Habitar o hábito: reflexao e origem da cidade no pensamento de Walter Benjamin
FRANCISCO AUGUSTO CANAL FREITAS
- Autor
- FRANCISCO AUGUSTO CANAL FREITAS
- Orientador(a)
- EDUARDO SOARES NEVES SILVA
- Universidade
- UNIVERSIDADE FEDERAL DE MINAS GERAIS — UFMG
- Programa
- FILOSOFIA
- Grau
- MESTRADO
- Ano
- 2012
Esta dissertação procura demonstrar a partir da obra de Walter Benjamin como o hábito se reflete nas formas de habitar a cidade, desde a sua origem. Para compreender essa relação, é preciso primeiro esclarecer por que a cidade é historicamente o lugar em que ocorre essa reflexão. Em segundo lugar, entender a estrutura linguística da cidade e, reciprocamente, a arquitetônica da linguagem. Em seguida, investigar a origem e a história das formas de habitar. A origem da cidade moderna é identificada por Benjamin com as passagens parisienses do século XIX, cujos desdobramentos se configuram nas arquiteturas do intérieur, do art nouveau e de ferro e vidro.
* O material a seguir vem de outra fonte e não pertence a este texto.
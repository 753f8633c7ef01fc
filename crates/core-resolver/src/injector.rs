// Copyright Exograph, Inc. All rights reserved.
//
// Use of this software is governed by the Business Source License
// included in the LICENSE file at the root of this repository.
//
// As of the Change Date specified in that file, in accordance with
// the Business Source License, use of this software will be governed
// by the Apache License, Version 2.0.

//! Argument injection: what value ultimately lands in the invocation
//! argument array. Injectors form an ordered list; the first one that
//! supports an argument wins.

use std::sync::Arc;

use async_trait::async_trait;

use ingraph_core_model::argument::OperationArgument;
use ingraph_core_model::value::Val;

use crate::environment::ResolutionEnvironment;
use crate::error::InjectionError;

#[async_trait]
pub trait ArgumentInjector: Send + Sync {
    fn supports(&self, argument: &OperationArgument, env: &ResolutionEnvironment<'_>) -> bool;

    async fn inject(
        &self,
        raw: Option<&Val>,
        argument: &OperationArgument,
        env: &ResolutionEnvironment<'_>,
    ) -> Result<Val, InjectionError>;
}

/// Binds context arguments from the ambient request context, keyed by the
/// argument's innermost declared type name with the argument name as a
/// fallback key.
pub struct ContextInjector;

#[async_trait]
impl ArgumentInjector for ContextInjector {
    fn supports(&self, argument: &OperationArgument, _env: &ResolutionEnvironment<'_>) -> bool {
        argument.context
    }

    async fn inject(
        &self,
        _raw: Option<&Val>,
        argument: &OperationArgument,
        env: &ResolutionEnvironment<'_>,
    ) -> Result<Val, InjectionError> {
        let type_name = argument
            .typ
            .innermost_raw()
            .map(|id| env.arena[id].name.clone());

        type_name
            .as_deref()
            .and_then(|name| env.context.get(name))
            .or_else(|| env.context.get(&argument.name))
            .cloned()
            .ok_or_else(|| {
                InjectionError::MissingContext(
                    type_name.unwrap_or_else(|| argument.name.clone()),
                )
            })
    }
}

/// Binds source arguments to the parent operation's result.
pub struct SourceInjector;

#[async_trait]
impl ArgumentInjector for SourceInjector {
    fn supports(&self, argument: &OperationArgument, env: &ResolutionEnvironment<'_>) -> bool {
        argument.resolver_source && env.source.is_some()
    }

    async fn inject(
        &self,
        _raw: Option<&Val>,
        _argument: &OperationArgument,
        env: &ResolutionEnvironment<'_>,
    ) -> Result<Val, InjectionError> {
        // supports() guarantees presence
        Ok(env.source.cloned().unwrap_or(Val::Null))
    }
}

/// The catch-all: client-supplied values run through the first supporting
/// input converter (the value mapper otherwise); absent values fall back to
/// the declared default, then to null.
pub struct InputValueInjector;

#[async_trait]
impl ArgumentInjector for InputValueInjector {
    fn supports(&self, _argument: &OperationArgument, _env: &ResolutionEnvironment<'_>) -> bool {
        true
    }

    async fn inject(
        &self,
        raw: Option<&Val>,
        argument: &OperationArgument,
        env: &ResolutionEnvironment<'_>,
    ) -> Result<Val, InjectionError> {
        match raw {
            Some(raw) => {
                let converted = match env
                    .input_converters
                    .first_supporting(&argument.typ, env.arena)
                {
                    Some(converter) => {
                        converter.convert_input(raw.clone(), &argument.typ, env)?
                    }
                    None => env.value_mapper.from_input(raw, &argument.typ, env.arena)?,
                };
                Ok(converted)
            }
            None => Ok(argument.default_value.to_val().unwrap_or(Val::Null)),
        }
    }
}

/// The standard injector stack, in consultation order.
pub fn default_injectors() -> Vec<Arc<dyn ArgumentInjector>> {
    vec![
        Arc::new(ContextInjector),
        Arc::new(SourceInjector),
        Arc::new(InputValueInjector),
    ]
}
// Copyright Exograph, Inc. All rights reserved.
//
// Use of this software is governed by the Business Source License
// included in the LICENSE file at the root of this repository.
//
// As of the Change Date specified in that file, in accordance with
// the Business Source License, use of this software will be governed
// by the Apache License, Version 2.0.

use heck::ToLowerCamelCase;

use ingraph_core_model::annotation::names;
use ingraph_core_model::type_algebra::MemberDescriptor;

/// Derives the client-visible operation name for a discovered member.
///
/// The `kind` participates in structural strategy equality: two strategy
/// instances with the same generator and argument-builder kinds are
/// considered the same strategy.
pub trait OperationNameGenerator: Send + Sync {
    fn kind(&self) -> &'static str;

    fn operation_name(&self, member: &MemberDescriptor) -> String;
}

/// Explicit name-annotation override, falling back to the member's own name.
#[derive(Debug, Default)]
pub struct MemberNameGenerator;

impl OperationNameGenerator for MemberNameGenerator {
    fn kind(&self) -> &'static str {
        "member"
    }

    fn operation_name(&self, member: &MemberDescriptor) -> String {
        member
            .annotations
            .string_value(names::NAME)
            .map(str::to_string)
            .unwrap_or_else(|| member.name.clone())
    }
}

/// Bean convention: `getUser`/`get_user`/`isActive` expose as `user`/`active`;
/// setters keep the property name on the mutation side.
#[derive(Debug, Default)]
pub struct BeanNameGenerator;

impl BeanNameGenerator {
    pub fn property_name(member_name: &str) -> Option<String> {
        let stripped = ["get_", "set_", "is_", "get", "set", "is"]
            .iter()
            .find_map(|prefix| member_name.strip_prefix(prefix))?;
        // "getter" and the like are not bean accessors
        let first = stripped.chars().next()?;
        if first.is_lowercase() && !member_name.contains('_') {
            return None;
        }
        Some(stripped.to_lower_camel_case())
    }
}

impl OperationNameGenerator for BeanNameGenerator {
    fn kind(&self) -> &'static str {
        "bean"
    }

    fn operation_name(&self, member: &MemberDescriptor) -> String {
        member
            .annotations
            .string_value(names::NAME)
            .map(str::to_string)
            .or_else(|| BeanNameGenerator::property_name(&member.name))
            .unwrap_or_else(|| member.name.clone())
    }
}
Em cada uma dessas é reformulado o conceito de habitar, que se define entre permanência e transitoriedade, entre proximidade e distância, pelo rastro deixado nas construções. Porém, seguindo o apagamento dos rastros diagnosticado por Benjamin na arquitetura de vidro, pergunta-se, afinal, se é possível conceber o habitar como pura transitoriedade e como são possíveis ruínas de vidro.